## WHAT THE TASK ASKS
Set down the records again. Every word and mark must match exactly.

## SOURCE DATA
BEGIN

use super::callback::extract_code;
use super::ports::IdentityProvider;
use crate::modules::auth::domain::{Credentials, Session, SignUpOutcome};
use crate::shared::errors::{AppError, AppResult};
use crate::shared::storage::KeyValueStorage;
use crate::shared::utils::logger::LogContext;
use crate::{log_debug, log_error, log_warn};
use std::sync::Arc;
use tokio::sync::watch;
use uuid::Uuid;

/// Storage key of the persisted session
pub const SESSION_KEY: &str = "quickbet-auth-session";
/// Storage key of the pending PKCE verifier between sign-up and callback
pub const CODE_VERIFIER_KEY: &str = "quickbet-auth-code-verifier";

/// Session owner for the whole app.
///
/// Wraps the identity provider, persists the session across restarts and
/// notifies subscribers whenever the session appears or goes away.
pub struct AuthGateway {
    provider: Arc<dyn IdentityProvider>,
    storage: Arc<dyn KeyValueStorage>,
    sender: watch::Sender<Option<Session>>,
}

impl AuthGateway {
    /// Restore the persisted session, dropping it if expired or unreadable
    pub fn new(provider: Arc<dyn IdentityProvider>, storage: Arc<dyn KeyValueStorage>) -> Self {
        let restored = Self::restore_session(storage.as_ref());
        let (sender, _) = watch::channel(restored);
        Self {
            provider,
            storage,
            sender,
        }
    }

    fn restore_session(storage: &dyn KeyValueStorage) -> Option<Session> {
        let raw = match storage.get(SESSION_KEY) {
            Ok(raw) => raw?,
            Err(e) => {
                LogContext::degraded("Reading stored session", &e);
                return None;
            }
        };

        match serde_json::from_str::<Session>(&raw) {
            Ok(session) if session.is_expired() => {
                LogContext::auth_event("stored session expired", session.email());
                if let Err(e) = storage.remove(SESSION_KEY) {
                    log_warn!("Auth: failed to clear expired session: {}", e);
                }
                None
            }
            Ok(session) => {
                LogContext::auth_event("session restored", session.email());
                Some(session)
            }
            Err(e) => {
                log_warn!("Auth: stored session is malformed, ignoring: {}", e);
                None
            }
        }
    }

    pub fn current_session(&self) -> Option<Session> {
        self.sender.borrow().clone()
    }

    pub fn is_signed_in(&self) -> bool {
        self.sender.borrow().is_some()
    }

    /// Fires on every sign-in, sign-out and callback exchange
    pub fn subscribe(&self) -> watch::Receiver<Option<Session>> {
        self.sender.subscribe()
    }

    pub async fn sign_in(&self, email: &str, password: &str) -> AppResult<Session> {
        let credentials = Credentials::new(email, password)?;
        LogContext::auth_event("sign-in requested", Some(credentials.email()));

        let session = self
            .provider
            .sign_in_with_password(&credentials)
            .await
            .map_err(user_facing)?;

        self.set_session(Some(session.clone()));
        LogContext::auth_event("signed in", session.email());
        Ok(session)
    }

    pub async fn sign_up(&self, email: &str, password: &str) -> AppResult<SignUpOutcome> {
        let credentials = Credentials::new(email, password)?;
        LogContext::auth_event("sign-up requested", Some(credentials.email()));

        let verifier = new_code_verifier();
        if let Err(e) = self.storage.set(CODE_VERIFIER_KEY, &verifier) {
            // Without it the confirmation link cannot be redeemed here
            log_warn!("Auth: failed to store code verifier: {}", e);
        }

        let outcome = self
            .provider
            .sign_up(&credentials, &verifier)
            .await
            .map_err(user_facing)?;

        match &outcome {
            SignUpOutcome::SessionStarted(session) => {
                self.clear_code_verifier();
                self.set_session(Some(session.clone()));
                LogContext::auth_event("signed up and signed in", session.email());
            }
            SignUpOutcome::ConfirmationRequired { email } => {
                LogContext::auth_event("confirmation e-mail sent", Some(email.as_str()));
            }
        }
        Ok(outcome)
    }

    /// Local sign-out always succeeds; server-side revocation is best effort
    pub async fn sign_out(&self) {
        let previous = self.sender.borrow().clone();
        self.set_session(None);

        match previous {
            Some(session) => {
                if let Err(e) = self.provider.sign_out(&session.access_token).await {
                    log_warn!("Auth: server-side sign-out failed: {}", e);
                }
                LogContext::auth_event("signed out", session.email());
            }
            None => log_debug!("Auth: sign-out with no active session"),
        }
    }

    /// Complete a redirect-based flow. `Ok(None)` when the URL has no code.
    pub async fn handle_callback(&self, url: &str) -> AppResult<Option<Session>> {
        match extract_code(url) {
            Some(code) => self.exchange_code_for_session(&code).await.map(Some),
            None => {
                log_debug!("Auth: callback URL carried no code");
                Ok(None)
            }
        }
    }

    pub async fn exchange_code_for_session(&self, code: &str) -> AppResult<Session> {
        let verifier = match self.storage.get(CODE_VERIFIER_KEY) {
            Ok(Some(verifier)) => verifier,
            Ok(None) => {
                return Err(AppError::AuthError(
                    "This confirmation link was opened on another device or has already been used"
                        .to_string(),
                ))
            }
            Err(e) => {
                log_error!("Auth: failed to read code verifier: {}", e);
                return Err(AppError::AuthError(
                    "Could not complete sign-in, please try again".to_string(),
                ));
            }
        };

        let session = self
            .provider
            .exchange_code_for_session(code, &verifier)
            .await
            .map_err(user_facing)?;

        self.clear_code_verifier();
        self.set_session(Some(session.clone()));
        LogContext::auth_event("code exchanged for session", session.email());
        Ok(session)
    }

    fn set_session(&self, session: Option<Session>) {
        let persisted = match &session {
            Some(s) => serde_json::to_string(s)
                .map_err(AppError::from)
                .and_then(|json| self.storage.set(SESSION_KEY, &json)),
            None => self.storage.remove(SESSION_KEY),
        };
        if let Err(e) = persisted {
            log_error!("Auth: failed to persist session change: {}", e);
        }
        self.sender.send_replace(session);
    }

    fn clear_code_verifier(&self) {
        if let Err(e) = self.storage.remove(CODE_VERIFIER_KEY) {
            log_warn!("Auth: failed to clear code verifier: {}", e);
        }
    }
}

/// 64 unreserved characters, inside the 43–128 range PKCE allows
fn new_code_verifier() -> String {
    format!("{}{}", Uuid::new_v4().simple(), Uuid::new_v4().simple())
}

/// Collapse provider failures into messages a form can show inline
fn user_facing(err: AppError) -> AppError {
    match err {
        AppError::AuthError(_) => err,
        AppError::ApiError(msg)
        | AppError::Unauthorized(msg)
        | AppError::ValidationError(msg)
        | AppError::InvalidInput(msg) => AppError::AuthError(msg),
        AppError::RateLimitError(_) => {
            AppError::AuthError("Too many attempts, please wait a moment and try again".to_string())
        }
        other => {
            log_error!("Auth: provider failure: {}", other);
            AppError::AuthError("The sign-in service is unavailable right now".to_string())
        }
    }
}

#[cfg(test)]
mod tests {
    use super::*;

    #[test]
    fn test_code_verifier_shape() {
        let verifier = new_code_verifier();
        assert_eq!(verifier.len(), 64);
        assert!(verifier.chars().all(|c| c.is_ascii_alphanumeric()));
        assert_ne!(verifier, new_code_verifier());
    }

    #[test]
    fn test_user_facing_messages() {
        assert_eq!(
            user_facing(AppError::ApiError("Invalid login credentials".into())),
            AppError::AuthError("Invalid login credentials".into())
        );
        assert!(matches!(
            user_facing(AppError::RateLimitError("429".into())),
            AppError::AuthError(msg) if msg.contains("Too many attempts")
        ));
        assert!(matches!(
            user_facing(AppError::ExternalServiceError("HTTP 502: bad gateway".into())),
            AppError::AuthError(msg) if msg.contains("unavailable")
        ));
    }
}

END

## OUTPUT OF THE EXERCISE
use super::callback::extract_code;
use super::ports::IdentityProvider;
use crate::modules::auth::domain::{Credentials, Session, SignUpOutcome};
use crate::shared::errors::{AppError, AppResult};
use crate::shared::storage::KeyValueStorage;
use crate::shared::utils::logger::LogContext;
use crate::{log_debug, log_error, log_warn};
use std::sync::Arc;
use tokio::sync::watch;
use uuid::Uuid;

/// Storage key of the persisted session
pub const SESSION_KEY: &str = "quickbet-auth-session";
/// Storage key of the pending PKCE verifier between sign-up and callback
pub const CODE_VERIFIER_KEY: &str = "quickbet-auth-code-verifier";

/// Session owner for the whole app.
///
/// Wraps the identity provider, persists the session across restarts and
/// notifies subscribers whenever the session appears or goes away.
pub struct AuthGateway {
    provider: Arc<dyn IdentityProvider>,
    storage: Arc<dyn KeyValueStorage>,
    sender: watch::Sender<Option<Session>>,
}

impl AuthGateway {
    /// Restore the persisted session, dropping it if expired or unreadable
    pub fn new(provider: Arc<dyn IdentityProvider>, storage: Arc<dyn KeyValueStorage>) -> Self {
        let restored = Self::restore_session(storage.as_ref());
        let (sender, _) = watch::channel(restored);
        Self {
            provider,
            storage,
            sender,
        }
    }

    fn restore_session(storage: &dyn KeyValueStorage) -> Option<Session> {
        let raw = match storage.get(SESSION_KEY) {
            Ok(raw) => raw?,
            Err(e) => {
                LogContext::degraded("Reading stored session", &e);
                return None;
            }
        };

        match serde_json::from_str::<Session>(&raw) {
            Ok(session) if session.is_expired() => {
                LogContext::auth_event("stored session expired", session.email());
                if let Err(e) = storage.remove(SESSION_KEY) {
                    log_warn!("Auth: failed to clear expired session: {}", e);
                }
                None
            }
            Ok(session) => {
                LogContext::auth_event("session restored", session.email());
                Some(session)
            }
            Err(e) => {
                log_warn!("Auth: stored session is malformed, ignoring: {}", e);
                None
            }
        }
    }

    pub fn current_session(&self) -> Option<Session> {
        self.sender.borrow().clone()
    }

    pub fn is_signed_in(&self) -> bool {
        self.sender.borrow().is_some()
    }

    /// Fires on every sign-in, sign-out and callback exchange
    pub fn subscribe(&self) -> watch::Receiver<Option<Session>> {
        self.sender.subscribe()
    }

    pub async fn sign_in(&self, email: &str, password: &str) -> AppResult<Session> {
        let credentials = Credentials::new(email, password)?;
        LogContext::auth_event("sign-in requested", Some(credentials.email()));

        let session = self
            .provider
            .sign_in_with_password(&credentials)
            .await
            .map_err(user_facing)?;

        self.set_session(Some(session.clone()));
        LogContext::auth_event("signed in", session.email());
        Ok(session)
    }

    pub async fn sign_up(&self, email: &str, password: &str) -> AppResult<SignUpOutcome> {
        let credentials = Credentials::new(email, password)?;
        LogContext::auth_event("sign-up requested", Some(credentials.email()));

        let verifier = new_code_verifier();
        if let Err(e) = self.storage.set(CODE_VERIFIER_KEY, &verifier) {
            // Without it the confirmation link cannot be redeemed here
            log_warn!("Auth: failed to store code verifier: {}", e);
        }

        let outcome = self
            .provider
            .sign_up(&credentials, &verifier)
            .await
            .map_err(user_facing)?;

        match &outcome {
            SignUpOutcome::SessionStarted(session) => {
                self.clear_code_verifier();
                self.set_session(Some(session.clone()));
                LogContext::auth_event("signed up and signed in", session.email());
            }
            SignUpOutcome::ConfirmationRequired { email } => {
                LogContext::auth_event("confirmation e-mail sent", Some(email.as_str()));
            }
        }
        Ok(outcome)
    }

    /// Local sign-out always succeeds; server-side revocation is best effort
    pub async fn sign_out(&self) {
        let previous = self.sender.borrow().clone();
        self.set_session(None);

        match previous {
            Some(session) => {
                if let Err(e) = self.provider.sign_out(&session.access_token).await {
                    log_warn!("Auth: server-side sign-out failed: {}", e);
                }
                LogContext::auth_event("signed out", session.email());
            }
            None => log_debug!("Auth: sign-out with no active session"),
        }
    }

    /// Complete a redirect-based flow. `Ok(None)` when the URL has no code.
    pub async fn handle_callback(&self, url: &str) -> AppResult<Option<Session>> {
        match extract_code(url) {
            Some(code) => self.exchange_code_for_session(&code).await.map(Some),
            None => {
                log_debug!("Auth: callback URL carried no code");
                Ok(None)
            }
        }
    }

    pub async fn exchange_code_for_session(&self, code: &str) -> AppResult<Session> {
        let verifier = match self.storage.get(CODE_VERIFIER_KEY) {
            Ok(Some(verifier)) => verifier,
            Ok(None) => {
                return Err(AppError::AuthError(
                    "This confirmation link was opened on another device or has already been used"
                        .to_string(),
                ))
            }
            Err(e) => {
                log_error!("Auth: failed to read code verifier: {}", e);
                return Err(AppError::AuthError(
                    "Could not complete sign-in, please try again".to_string(),
                ));
            }
        };

        let session = self
            .provider
            .exchange_code_for_session(code, &verifier)
            .await
            .map_err(user_facing)?;

        self.clear_code_verifier();
        self.set_session(Some(session.clone()));
        LogContext::auth_event("code exchanged for session", session.email());
        Ok(session)
    }

    fn set_session(&self, session: Option<Session>) {
        let persisted = match &session {
            Some(s) => serde_json::to_string(s)
                .map_err(AppError::from)
                .and_then(|json| self.storage.set(SESSION_KEY, &json)),
            None => self.storage.remove(SESSION_KEY),
        };
        if let Err(e) = persisted {
            log_error!("Auth: failed to persist session change: {}", e);
        }
        self.sender.send_replace(session);
    }

    fn clear_code_verifier(&self) {
        if let Err(e) = self.storage.remove(CODE_VERIFIER_KEY) {
            log_warn!("Auth: failed to clear code verifier: {}", e);
        }
    }
}

/// 64 unreserved characters, inside the 43–128 range PKCE allows
fn new_code_verifier() -> String {
    format!("{}{}", Uuid::new_v4().simple(), Uuid::new_v4().simple())
}

/// Collapse provider failures into messages a form can show inline
fn user_facing(err: AppError) -> AppError {
    match err {
        AppError::AuthError(_) => err,
        AppError::ApiError(msg)
        | AppError::Unauthorized(msg)
        | AppError::ValidationError(msg)
        | AppError::InvalidInput(msg) => AppError::AuthError(msg),
        AppError::RateLimitError(_) => {
            AppError::AuthError("Too many attempts, please wait a moment and try again".to_string())
        }
        other => {
            log_error!("Auth: provider failure: {}", other);
            AppError::AuthError("The sign-in service is unavailable right now".to_string())
        }
    }
}

#[cfg(test)]
mod tests {
    use super::*;

    #[test]
    fn test_code_verifier_shape() {
        let verifier = new_code_verifier();
        assert_eq!(verifier.len(), 64);
        assert!(verifier.chars().all(|c| c.is_ascii_alphanumeric()));
        assert_ne!(verifier, new_code_verifier());
    }

    #[test]
    fn test_user_facing_messages() {
        assert_eq!(
            user_facing(AppError::ApiError("Invalid login credentials".into())),
            AppError::AuthError("Invalid login credentials".into())
        );
        assert!(matches!(
            user_facing(AppError::RateLimitError("429".into())),
            AppError::AuthError(msg) if msg.contains("Too many attempts")
        ));
        assert!(matches!(
            user_facing(AppError::ExternalServiceError("HTTP 502: bad gateway".into())),
            AppError::AuthError(msg) if msg.contains("unavailable")
        ));
    }
}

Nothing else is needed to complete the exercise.